É preciso entender que não há uma pauta sólida de políticas públicas antes da vitória de Bolsonaro. Sua vitória representa uma rejeição ao petismo, insatisfação e frustração com quatro anos de recessão – se considerarmos de 2015 a 2018, tivemos um crescimento negativo de 4,7% do PIB. É muita coisa. São mais de 13 milhões de desempregados, são 4.9 milhões de desalentados – indivíduos que desistem de procurar emprego. São 16 milhões de domicílios onde a renda do trabalho é zero. As pessoas não ganham nada, as pessoas vivem ou de aposentadoria ou de bolsa-família, ou ainda de outras fontes que não o rendimento do trabalho.
Então, o que vingou foi a descrença numa sociedade que vinha em trajetória de relativo crescimento desde meados da década de 2000, uma sociedade onde houve redução dos níveis de pobreza, graças ao crescimento econômico. Houve também uma relativa atenuação do nosso padrão de desigualdade.
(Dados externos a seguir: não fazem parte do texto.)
/// Jacobian of [`params_from_position_momentum`] w.r.t. `(x, y, z, px, py, pz)`.
pub fn d_params_d_position_momentum(
    x: &Vector3<f64>,
    p: &Vector3<f64>,
    charge: f64,
    bz: f64,
) -> Matrix5x6<f64> {
    let a = -charge * bz * C_LIGHT;
    let pt = p.x.hypot(p.y);
    let pt3 = pt * pt * pt;
    let r2 = x.x * x.x + x.y * x.y;
    let cross = x.x * p.y - x.y * p.x;
    let t = (pt * pt - 2.0 * a * cross + a * a * r2).sqrt();
    let t2 = t * t;
    let u = p.x + a * x.y;
    let v = p.y - a * x.x;

    let par = params_from_position_momentum(x, p, charge, bz);
    let (c, ct) = (par[2], par[4]);
    let s = wrap_phase(p.y.atan2(p.x) - par[1]);

    // Intermediate gradients over (x, y, z, px, py, pz)
    let dt = [
        a * (-p.y + a * x.x) / t,
        a * (p.x + a * x.y) / t,
        0.0,
        u / t,
        v / t,
        0.0,
    ];
    let dpt = [0.0, 0.0, 0.0, p.x / pt, p.y / pt, 0.0];
    let dphi0 = [-a * u / t2, -a * v / t2, 0.0, -v / t2, u / t2, 0.0];
    let dc = [0.0, 0.0, 0.0, -a * p.x / (2.0 * pt3), -a * p.y / (2.0 * pt3), 0.0];
    let dct = [0.0, 0.0, 0.0, -p.z * p.x / pt3, -p.z * p.y / pt3, 1.0 / pt];
    let dpsi = [0.0, 0.0, 0.0, -p.y / (pt * pt), p.x / (pt * pt), 0.0];
    let dz = [0.0, 0.0, 1.0, 0.0, 0.0, 0.0];

    let mut jac = Matrix5x6::zeros();
    for k in 0..6 {
        let ds = dpsi[k] - dphi0[k];
        jac[(0, k)] = (dt[k] - dpt[k]) / a;
        jac[(1, k)] = dphi0[k];
        jac[(2, k)] = dc[k];
        jac[(3, k)] = dz[k] - s / (2.0 * c) * dct[k] - ct / (2.0 * c) * ds
            + ct * s / (2.0 * c * c) * dc[k];
        jac[(4, k)] = dct[k];
    }
    jac
}
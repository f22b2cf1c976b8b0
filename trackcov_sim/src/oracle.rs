//! Ground truth oracle for the validation harness.
//!
//! The Oracle owns the only source of randomness in a run:
//! - True vertex positions (beam spot or displaced decays)
//! - True particle momenta and charges
//! - Standard-normal draws used to smear measured parameters
//!
//! Everything derives from one 64-bit seed, so a failing event can be
//! replayed exactly.

use nalgebra::{Vector3, Vector5};
use rand::{Rng, SeedableRng};
use rand_chacha::ChaCha8Rng;
use rand_distr::StandardNormal;
use serde::{Deserialize, Serialize};
use trackcov_core::trackcov_helix::{
    params_from_position_momentum, params_from_position_momentum_neutral,
};
use trackcov_core::HelixParameters;

/// Charged pion mass (GeV)
pub const PION_MASS: f64 = 0.13957039;

/// Neutral kaon mass (GeV)
pub const KAON_MASS: f64 = 0.497611;

/// A particle as it left its production vertex.
#[derive(Debug, Clone, Serialize, Deserialize)]
pub struct TruthParticle {
    /// Production point (m)
    pub origin: Vector3<f64>,

    /// Momentum at the production point (GeV)
    pub momentum: Vector3<f64>,

    /// Charge in units of e; zero for neutrals
    pub charge: f64,

    /// Mass hypothesis (GeV)
    pub mass: f64,
}

impl TruthParticle {
    pub fn is_charged(&self) -> bool {
        self.charge != 0.0
    }

    pub fn pt(&self) -> f64 {
        self.momentum.x.hypot(self.momentum.y)
    }

    /// Polar angle in degrees.
    pub fn polar_angle_deg(&self) -> f64 {
        self.pt().atan2(self.momentum.z).to_degrees()
    }

    /// True helix (or line) parameters in a field `bz`.
    pub fn parameters(&self, bz: f64) -> HelixParameters {
        if self.is_charged() {
            params_from_position_momentum(&self.origin, &self.momentum, self.charge, bz)
        } else {
            params_from_position_momentum_neutral(&self.origin, &self.momentum)
        }
    }
}

/// Kinematic ranges for generated particles.
#[derive(Debug, Clone, Serialize, Deserialize)]
pub struct Kinematics {
    /// Transverse momentum range (GeV), sampled log-uniformly
    pub pt_range: (f64, f64),

    /// Polar angle range (degrees), sampled uniformly in cos θ
    pub theta_range_deg: (f64, f64),
}

impl Default for Kinematics {
    fn default() -> Self {
        Self {
            pt_range: (0.5, 20.0),
            theta_range_deg: (20.0, 160.0),
        }
    }
}

/// The Oracle - seeded truth generator.
pub struct Oracle {
    seed: u64,
    rng: ChaCha8Rng,
}

impl Oracle {
    pub fn new(seed: u64) -> Self {
        Self {
            seed,
            rng: ChaCha8Rng::seed_from_u64(seed),
        }
    }

    pub fn seed(&self) -> u64 {
        self.seed
    }

    /// One standard-normal draw.
    pub fn normal(&mut self) -> f64 {
        self.rng.sample(StandardNormal)
    }

    /// Five independent standard-normal draws for parameter smearing.
    pub fn normals5(&mut self) -> Vector5<f64> {
        Vector5::from_fn(|_, _| self.normal())
    }

    pub fn uniform(&mut self, lo: f64, hi: f64) -> f64 {
        if hi > lo {
            self.rng.gen_range(lo..hi)
        } else {
            lo
        }
    }

    /// Random sign, ±1.
    pub fn charge(&mut self) -> f64 {
        if self.rng.gen_bool(0.5) {
            1.0
        } else {
            -1.0
        }
    }

    /// Vertex drawn from an axis-aligned Gaussian beam spot.
    pub fn beam_spot_vertex(&mut self, sigma: &Vector3<f64>) -> Vector3<f64> {
        Vector3::new(
            sigma.x * self.normal(),
            sigma.y * self.normal(),
            sigma.z * self.normal(),
        )
    }

    /// Unit vector isotropic in φ and uniform in cos θ over the range.
    pub fn direction(&mut self, theta_range_deg: (f64, f64)) -> Vector3<f64> {
        let c_hi = theta_range_deg.0.to_radians().cos();
        let c_lo = theta_range_deg.1.to_radians().cos();
        let cos_theta = self.uniform(c_lo, c_hi);
        let sin_theta = (1.0 - cos_theta * cos_theta).max(0.0).sqrt();
        let phi = self.uniform(-std::f64::consts::PI, std::f64::consts::PI);
        Vector3::new(sin_theta * phi.cos(), sin_theta * phi.sin(), cos_theta)
    }

    /// Momentum with log-uniform pt and the given angular range.
    pub fn momentum(&mut self, kin: &Kinematics) -> Vector3<f64> {
        let (lo, hi) = kin.pt_range;
        let pt = self.uniform(lo.ln(), hi.ln()).exp();
        let dir = self.direction(kin.theta_range_deg);
        let sin_theta = dir.x.hypot(dir.y);
        dir * (pt / sin_theta)
    }

    /// A charged pion from `origin`.
    pub fn charged_particle(&mut self, origin: &Vector3<f64>, kin: &Kinematics) -> TruthParticle {
        let momentum = self.momentum(kin);
        let charge = self.charge();
        TruthParticle {
            origin: *origin,
            momentum,
            charge,
            mass: PION_MASS,
        }
    }

    /// A neutral particle from `origin`.
    pub fn neutral_particle(&mut self, origin: &Vector3<f64>, kin: &Kinematics) -> TruthParticle {
        TruthParticle {
            origin: *origin,
            momentum: self.momentum(kin),
            charge: 0.0,
            mass: KAON_MASS,
        }
    }

    /// Two-body decay of a parent of mass `parent_mass` and momentum
    /// `parent_momentum` at `origin` into a `+`/`-` pair of `daughter_mass`.
    ///
    /// Isotropic in the rest frame.
    pub fn two_body_decay(
        &mut self,
        origin: &Vector3<f64>,
        parent_momentum: &Vector3<f64>,
        parent_mass: f64,
        daughter_mass: f64,
    ) -> [TruthParticle; 2] {
        let m2 = parent_mass * parent_mass;
        let q = (m2 - 4.0 * daughter_mass * daughter_mass).max(0.0).sqrt() / 2.0;
        let e_star = (q * q + daughter_mass * daughter_mass).sqrt();
        let dir = self.direction((0.0, 180.0));

        let energy = (parent_momentum.norm_squared() + m2).sqrt();
        let beta = parent_momentum / energy;
        let plus = boost(&(dir * q), e_star, &beta);
        let minus = boost(&(-dir * q), e_star, &beta);

        [
            TruthParticle {
                origin: *origin,
                momentum: plus,
                charge: 1.0,
                mass: daughter_mass,
            },
            TruthParticle {
                origin: *origin,
                momentum: minus,
                charge: -1.0,
                mass: daughter_mass,
            },
        ]
    }
}

/// Lorentz boost of a rest-frame momentum into the frame moving with `beta`.
pub fn boost(p_star: &Vector3<f64>, e_star: f64, beta: &Vector3<f64>) -> Vector3<f64> {
    let b2 = beta.norm_squared();
    if b2 <= 0.0 {
        return *p_star;
    }
    let gamma = 1.0 / (1.0 - b2).sqrt();
    let along = p_star.dot(beta) / b2;
    p_star + beta * ((gamma - 1.0) * along + gamma * e_star)
}

// ============================================================================
// TESTS
// ============================================================================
Digo relativa porque, nesse período, o 1% dos mais ricos em toda a distribuição de renda melhorou a sua participação no bolo, mantendo uma grande concentração de renda e riqueza, que está, hoje, em ativos financeiros, cuja real magnitude é de estimação difícil. Ou seja, não basta olhar e tomar o mercado de trabalho e seus rendimentos como régua de concentração da renda. Embora essa redução da desigualdade não tenha sido mais expressiva, o Brasil vinha numa trajetória de melhora, que degringolou por uma série de fatores: o impeachment da Dilma, a desaceleração do crescimento econômico, os próprios equívocos na política econômica do governo Dilma, e todos os escândalos de corrupção que se tornaram públicos com a operação Lava-Jato paralisando o país. Entrou a era Temer, com um projeto de profunda desestruturação do mercado de trabalho, agravando a crise econômica e política. Quando foi instituído um teto para o gasto social por 20 anos, congelando-o, isso colocou em xeque a política social e a redução das nossas desigualdades.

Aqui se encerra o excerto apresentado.